Which is correct? Better to ASK for forgiveness? Or BEG for it?

This is going around the office today. Figured I’d put it to a poll for you guys.

Which way do you say it:

It’s better to ask for forgiveness than permission

It’s better to beg for forgiveness than permission

Ask makes much more sense. You’re doing so after the fact, you’re not really sorry, no reason to beg.

Both are better than asking for permission, as you correctly note. With respect to forgiveness, I have to go with ASK. If forgiveness is not forthcoming, you can double down and BEG later. If you open with begging, you’ve got nowhere to go next.

Wait, it’s not supposed to be “better”, it’s “easier to ask/beg forgiveness… etc” right?

Or has that battle been lost?
…and I see TapaTalk did not ask my permission before adding a sig line…
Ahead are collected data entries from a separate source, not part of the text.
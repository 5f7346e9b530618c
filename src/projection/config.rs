//! Per-method reduction parameters
//!
//! Each reducer accepts a fixed allow-list of named parameters. Keys outside
//! the allow-list are ignored when a parameter bag is deserialized; numeric
//! values outside their valid range are clamped by `resolve`.

use serde::de::Error as _;
use serde::{Deserialize, Deserializer, Serialize, Serializer};
use tracing::warn;

use crate::error::{BoundaryError, Result};
use crate::utils::DistanceMetric;

/// Deserialize a count that may arrive as an integer or a float (`1000.0`).
fn count<'de, D: Deserializer<'de>>(deserializer: D) -> std::result::Result<usize, D::Error> {
    let value = f64::deserialize(deserializer)?;
    if !value.is_finite() || value < 0.0 {
        return Err(D::Error::custom(format!(
            "expected a non-negative count, got {value}"
        )));
    }
    Ok(value.round() as usize)
}

fn ensure_finite(name: &str, value: f64) -> Result<()> {
    if value.is_finite() {
        Ok(())
    } else {
        Err(BoundaryError::invalid_parameter(name, value, "must be finite"))
    }
}

// ─── PCA ──────────────────────────────────────────────────────────────────────

/// Eigen solver used by PCA
#[derive(Debug, Clone, Copy, PartialEq, Eq, Serialize, Deserialize)]
#[serde(rename_all = "lowercase")]
pub enum SvdSolver {
    /// Exact solver for up to 500 features, power iteration above that
    Auto,
    /// Exact Jacobi eigen-decomposition of the covariance matrix
    Full,
    /// Power iteration with deflation, stopping at `tol`
    Arpack,
    /// A fixed number (`iterated_power`) of power iterations per component
    Randomized,
}

impl Default for SvdSolver {
    fn default() -> Self {
        Self::Auto
    }
}

/// PCA parameters (allow-list: whiten, svd_solver, tol, iterated_power)
#[derive(Debug, Clone, PartialEq, Serialize, Deserialize)]
#[serde(default)]
pub struct PcaConfig {
    /// Scale scores to unit variance
    pub whiten: bool,
    /// Eigen solver
    pub svd_solver: SvdSolver,
    /// Convergence tolerance for the `arpack` solver
    pub tol: f64,
    /// Iteration count for the `randomized` solver
    #[serde(deserialize_with = "count")]
    pub iterated_power: usize,
}

impl Default for PcaConfig {
    fn default() -> Self {
        Self {
            whiten: false,
            svd_solver: SvdSolver::Auto,
            tol: 1e-10,
            iterated_power: 7,
        }
    }
}

impl PcaConfig {
    /// Validate and clamp against the sample count
    pub fn resolve(&self, _n_samples: usize) -> Result<Self> {
        ensure_finite("tol", self.tol)?;
        let mut resolved = self.clone();
        if resolved.tol < 0.0 {
            warn!(tol = resolved.tol, "PCA tol below zero, clamping to 0");
            resolved.tol = 0.0;
        }
        if resolved.iterated_power == 0 {
            warn!("PCA iterated_power of 0, clamping to 1");
            resolved.iterated_power = 1;
        }
        Ok(resolved)
    }
}

// ─── t-SNE ────────────────────────────────────────────────────────────────────

/// t-SNE learning rate: a positive number or `"auto"`
#[derive(Debug, Clone, Copy, PartialEq)]
pub enum LearningRate {
    /// `max(n_samples / early_exaggeration / 4, 50)`
    Auto,
    Fixed(f64),
}

impl Default for LearningRate {
    fn default() -> Self {
        Self::Auto
    }
}

impl Serialize for LearningRate {
    fn serialize<S: Serializer>(&self, serializer: S) -> std::result::Result<S::Ok, S::Error> {
        match self {
            LearningRate::Auto => serializer.serialize_str("auto"),
            LearningRate::Fixed(v) => serializer.serialize_f64(*v),
        }
    }
}

impl<'de> Deserialize<'de> for LearningRate {
    fn deserialize<D: Deserializer<'de>>(deserializer: D) -> std::result::Result<Self, D::Error> {
        #[derive(Deserialize)]
        #[serde(untagged)]
        enum Raw {
            Number(f64),
            Text(String),
        }

        match Raw::deserialize(deserializer)? {
            Raw::Number(v) => Ok(LearningRate::Fixed(v)),
            Raw::Text(s) if s.eq_ignore_ascii_case("auto") => Ok(LearningRate::Auto),
            Raw::Text(s) => Err(D::Error::custom(format!(
                "expected a number or \"auto\", got {s:?}"
            ))),
        }
    }
}

/// t-SNE embedding initialization
#[derive(Debug, Clone, Copy, PartialEq, Eq, Serialize, Deserialize)]
#[serde(rename_all = "lowercase")]
pub enum TsneInit {
    Random,
    Pca,
}

impl Default for TsneInit {
    fn default() -> Self {
        Self::Pca
    }
}

/// t-SNE parameters (allow-list: perplexity, early_exaggeration,
/// learning_rate, n_iter, metric, init)
#[derive(Debug, Clone, PartialEq, Serialize, Deserialize)]
#[serde(default)]
pub struct TsneConfig {
    pub perplexity: f64,
    pub early_exaggeration: f64,
    pub learning_rate: LearningRate,
    #[serde(deserialize_with = "count")]
    pub n_iter: usize,
    pub metric: DistanceMetric,
    pub init: TsneInit,
}

impl Default for TsneConfig {
    fn default() -> Self {
        Self {
            perplexity: 30.0,
            early_exaggeration: 12.0,
            learning_rate: LearningRate::Auto,
            n_iter: 1000,
            metric: DistanceMetric::Euclidean,
            init: TsneInit::Pca,
        }
    }
}

/// Lowest perplexity applied when the sample count allows it
pub const MIN_PERPLEXITY: f64 = 5.0;

/// Fewest optimization iterations t-SNE will run
pub const MIN_TSNE_ITER: usize = 250;

impl TsneConfig {
    /// Validate and clamp against the sample count.
    ///
    /// Perplexity is bounded by `(n_samples - 1) / 3`; it is floored at
    /// `MIN_PERPLEXITY` only when that bound allows it.
    pub fn resolve(&self, n_samples: usize) -> Result<Self> {
        ensure_finite("perplexity", self.perplexity)?;
        ensure_finite("early_exaggeration", self.early_exaggeration)?;

        let mut resolved = self.clone();
        let upper = (n_samples as f64 - 1.0) / 3.0;

        let mut perplexity = resolved.perplexity.min(upper);
        if perplexity < MIN_PERPLEXITY {
            perplexity = MIN_PERPLEXITY.min(upper);
        }
        if perplexity <= 0.0 {
            return Err(BoundaryError::invalid_parameter(
                "perplexity",
                resolved.perplexity,
                format!("no valid perplexity for {n_samples} samples"),
            ));
        }
        if perplexity != resolved.perplexity {
            warn!(
                requested = resolved.perplexity,
                applied = perplexity,
                n_samples,
                "t-SNE perplexity clamped"
            );
            resolved.perplexity = perplexity;
        }

        if resolved.early_exaggeration < 1.0 {
            warn!(
                requested = resolved.early_exaggeration,
                "t-SNE early_exaggeration below 1, clamping to 1"
            );
            resolved.early_exaggeration = 1.0;
        }

        if resolved.n_iter < MIN_TSNE_ITER {
            warn!(requested = resolved.n_iter, applied = MIN_TSNE_ITER, "t-SNE n_iter clamped");
            resolved.n_iter = MIN_TSNE_ITER;
        }

        if let LearningRate::Fixed(lr) = resolved.learning_rate {
            if !(lr.is_finite() && lr > 0.0) {
                return Err(BoundaryError::invalid_parameter(
                    "learning_rate",
                    lr,
                    "must be positive or \"auto\"",
                ));
            }
        }

        Ok(resolved)
    }

    /// Concrete learning rate for `n_samples`
    pub fn effective_learning_rate(&self, n_samples: usize) -> f64 {
        match self.learning_rate {
            LearningRate::Auto => (n_samples as f64 / self.early_exaggeration / 4.0).max(50.0),
            LearningRate::Fixed(lr) => lr,
        }
    }
}

// ─── UMAP ─────────────────────────────────────────────────────────────────────

/// UMAP parameters (allow-list: n_neighbors, min_dist, spread, n_epochs,
/// learning_rate, metric)
#[derive(Debug, Clone, PartialEq, Serialize, Deserialize)]
#[serde(default)]
pub struct UmapConfig {
    /// Number of nearest neighbors (controls local vs global structure)
    #[serde(deserialize_with = "count")]
    pub n_neighbors: usize,
    /// Minimum distance between points in the embedding
    pub min_dist: f64,
    /// Spread of the embedding
    pub spread: f64,
    /// Number of optimization epochs
    #[serde(deserialize_with = "count")]
    pub n_epochs: usize,
    /// SGD learning rate
    pub learning_rate: f64,
    pub metric: DistanceMetric,
}

impl Default for UmapConfig {
    fn default() -> Self {
        Self {
            n_neighbors: 15,
            min_dist: 0.1,
            spread: 1.0,
            n_epochs: 200,
            learning_rate: 1.0,
            metric: DistanceMetric::Euclidean,
        }
    }
}

impl UmapConfig {
    /// Validate and clamp against the sample count
    pub fn resolve(&self, n_samples: usize) -> Result<Self> {
        ensure_finite("min_dist", self.min_dist)?;
        ensure_finite("spread", self.spread)?;
        ensure_finite("learning_rate", self.learning_rate)?;

        let mut resolved = self.clone();

        if resolved.spread <= 0.0 {
            return Err(BoundaryError::invalid_parameter("spread", resolved.spread, "must be positive"));
        }
        if resolved.learning_rate <= 0.0 {
            return Err(BoundaryError::invalid_parameter(
                "learning_rate",
                resolved.learning_rate,
                "must be positive",
            ));
        }

        let max_neighbors = n_samples.saturating_sub(1).max(2);
        let n_neighbors = resolved.n_neighbors.clamp(2, max_neighbors);
        if n_neighbors != resolved.n_neighbors {
            warn!(requested = resolved.n_neighbors, applied = n_neighbors, "UMAP n_neighbors clamped");
            resolved.n_neighbors = n_neighbors;
        }

        let min_dist = resolved.min_dist.clamp(0.0, resolved.spread);
        if min_dist != resolved.min_dist {
            warn!(requested = resolved.min_dist, applied = min_dist, "UMAP min_dist clamped");
            resolved.min_dist = min_dist;
        }

        if resolved.n_epochs == 0 {
            warn!("UMAP n_epochs of 0, clamping to 1");
            resolved.n_epochs = 1;
        }

        Ok(resolved)
    }
}

// ─── MDS ──────────────────────────────────────────────────────────────────────

/// How MDS obtains dissimilarities
#[derive(Debug, Clone, Copy, PartialEq, Eq, Serialize, Deserialize)]
#[serde(rename_all = "lowercase")]
pub enum Dissimilarity {
    /// Euclidean distances between standardized rows
    Euclidean,
    /// The input matrix already holds pairwise dissimilarities
    Precomputed,
}

impl Default for Dissimilarity {
    fn default() -> Self {
        Self::Euclidean
    }
}

/// MDS parameters (allow-list: metric, n_init, max_iter, eps, dissimilarity)
#[derive(Debug, Clone, PartialEq, Serialize, Deserialize)]
#[serde(default)]
pub struct MdsConfig {
    /// Metric (true) or non-metric (false) SMACOF
    pub metric: bool,
    /// Number of seeded restarts; the lowest-stress run wins
    #[serde(deserialize_with = "count")]
    pub n_init: usize,
    /// Maximum SMACOF iterations per restart
    #[serde(deserialize_with = "count")]
    pub max_iter: usize,
    /// Relative stress tolerance
    pub eps: f64,
    pub dissimilarity: Dissimilarity,
}

impl Default for MdsConfig {
    fn default() -> Self {
        Self {
            metric: true,
            n_init: 4,
            max_iter: 300,
            eps: 1e-3,
            dissimilarity: Dissimilarity::Euclidean,
        }
    }
}

impl MdsConfig {
    /// Validate and clamp
    pub fn resolve(&self, _n_samples: usize) -> Result<Self> {
        ensure_finite("eps", self.eps)?;
        let mut resolved = self.clone();
        if resolved.n_init == 0 {
            warn!("MDS n_init of 0, clamping to 1");
            resolved.n_init = 1;
        }
        if resolved.max_iter == 0 {
            warn!("MDS max_iter of 0, clamping to 1");
            resolved.max_iter = 1;
        }
        if resolved.eps < 0.0 {
            warn!(requested = resolved.eps, "MDS eps below zero, clamping to 0");
            resolved.eps = 0.0;
        }
        Ok(resolved)
    }
}

#[cfg(test)]
mod tests {
    use super::*;

    #[test]
    fn test_unknown_keys_ignored() {
        let config: PcaConfig =
            serde_json::from_value(serde_json::json!({"whiten": true, "bogus": 3})).unwrap();
        assert!(config.whiten);
        assert_eq!(config.svd_solver, SvdSolver::Auto);
    }

    #[test]
    fn test_learning_rate_forms() {
        let auto: TsneConfig =
            serde_json::from_value(serde_json::json!({"learning_rate": "auto"})).unwrap();
        assert_eq!(auto.learning_rate, LearningRate::Auto);

        let fixed: TsneConfig =
            serde_json::from_value(serde_json::json!({"learning_rate": 200})).unwrap();
        assert_eq!(fixed.learning_rate, LearningRate::Fixed(200.0));

        let bad = serde_json::from_value::<TsneConfig>(serde_json::json!({"learning_rate": "fast"}));
        assert!(bad.is_err());
    }

    #[test]
    fn test_counts_accept_floats() {
        let config: UmapConfig =
            serde_json::from_value(serde_json::json!({"n_neighbors": 10.0, "n_epochs": 50})).unwrap();
        assert_eq!(config.n_neighbors, 10);
        assert_eq!(config.n_epochs, 50);
    }

    #[test]
    fn test_perplexity_clamped_to_sample_bound() {
        let config = TsneConfig { perplexity: 50.0, ..Default::default() };
        let resolved = config.resolve(31).unwrap();
        assert!((resolved.perplexity - 10.0).abs() < 1e-12);
    }

    #[test]
    fn test_perplexity_floor_respects_bound() {
        let config = TsneConfig { perplexity: 1.0, ..Default::default() };
        // (10 - 1) / 3 = 3, below the floor of 5
        let resolved = config.resolve(10).unwrap();
        assert!((resolved.perplexity - 3.0).abs() < 1e-12);

        let roomy = config.resolve(100).unwrap();
        assert!((roomy.perplexity - MIN_PERPLEXITY).abs() < 1e-12);
    }

    #[test]
    fn test_perplexity_invalid_for_single_sample() {
        let config = TsneConfig::default();
        assert!(matches!(
            config.resolve(1),
            Err(BoundaryError::InvalidParameter { .. })
        ));
    }

    #[test]
    fn test_tsne_rejects_negative_learning_rate() {
        let config = TsneConfig { learning_rate: LearningRate::Fixed(-1.0), ..Default::default() };
        assert!(config.resolve(100).is_err());
    }

    #[test]
    fn test_tsne_auto_learning_rate() {
        let config = TsneConfig::default();
        assert_eq!(config.effective_learning_rate(100), 50.0);
        assert!((config.effective_learning_rate(4800) - 100.0).abs() < 1e-9);
    }

    #[test]
    fn test_umap_clamps() {
        let config = UmapConfig { n_neighbors: 100, min_dist: 5.0, ..Default::default() };
        let resolved = config.resolve(20).unwrap();
        assert_eq!(resolved.n_neighbors, 19);
        assert_eq!(resolved.min_dist, 1.0);
    }

    #[test]
    fn test_mds_metric_must_be_bool() {
        let bad = serde_json::from_value::<MdsConfig>(serde_json::json!({"metric": "euclidean"}));
        assert!(bad.is_err());
    }
}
The phrase as I remember/heard it is

It’s easier to ask for forgiveness then to beg for permission

The implication being that

a) you intended to do it anyway
b) permission was not going to be easy to obtain
c) forgiveness is generally a given

even more so since if you ask for permission and it is not granted, if you do it anyway you’ve got two things to beg forgiveness for, and its even less likely to be granted.

Neither is correct. You’re missing that there needs to be a stated verb, and ideally a DIFFERENT stated verb, for each part. Hence it should be:

It is better to beg for forgiveness than to ask for permission.

As to better/easier, either works depending upon how one fine-tunes the definition of each.

ETA: While I disagree with simster’s placement of “beg” and “ask,” I wholeheartedly agree with his explanation of the thought.

I do not agree with the maxim, but this is the traditional form IME.

Where the phrase usually came into play for me was during my sales career. I could have a certain deal in mind for a client, and if I came to operational management in advance of signing the deal, they would often reject it, and I would have to go to the client with a less attractive deal. However, if I walked in and dropped a contract for the more attractive deal on the manager’s desk, it never, ever got rejected, even if it brought on a bit of grumbling about the terms. That’s when I would (disingenuously) ask for forgiveness, knowing that the deal I made was actually good for the company, and knowing that had I asked for permission up front, it probably would not have been granted.

I rather like “grovel”.

“A man doesn’t automatically get my respect. He has to get down in the dirt and beg for it.”

I’d rather those answerable to me not be of the mind that going around me is the superior course of action.

But NeonMadman does point out the very common application of the principle, it really is an exhortation to go ahead and act sticking your own neck out, and if it works out well and/or The Powers judge you favorably afterward, then you’ll be OK, but if it goes badly then be ready for you and only you to be thrown under the bus (as The Powers will be able to say they never told you to do that).

The phrase is:

“It is easier to beg for forgiveness than to ask for permission.”

I think it should be:

“It is easier to beg for forgiveness than to get permission”

People always say it the first way though.

It means if you ask for permission you may not get it, so do the thing you want to do and request forgiveness afterwards if necessary.

ETA: As in the example NeonMadman provided.

Well - I;m sure someone will be along to correct me, but according to several sources - its a simpler phrase -

From 1846 -

and then attributed to modern usage to Grace Hopper -

and further attributed to Grace Hopper here - http://freakonomics.com/2010/06/24/quotes-uncovered-forgiveness-permission-and-awesomeness/

so - we’re all correct yet not quite correct with local/personal usages and varients

It’s better to beg for forgiveness than ask for permission

Neither. It may be easier/lazier to do either, but it is better to ask for permission and accept the answer given.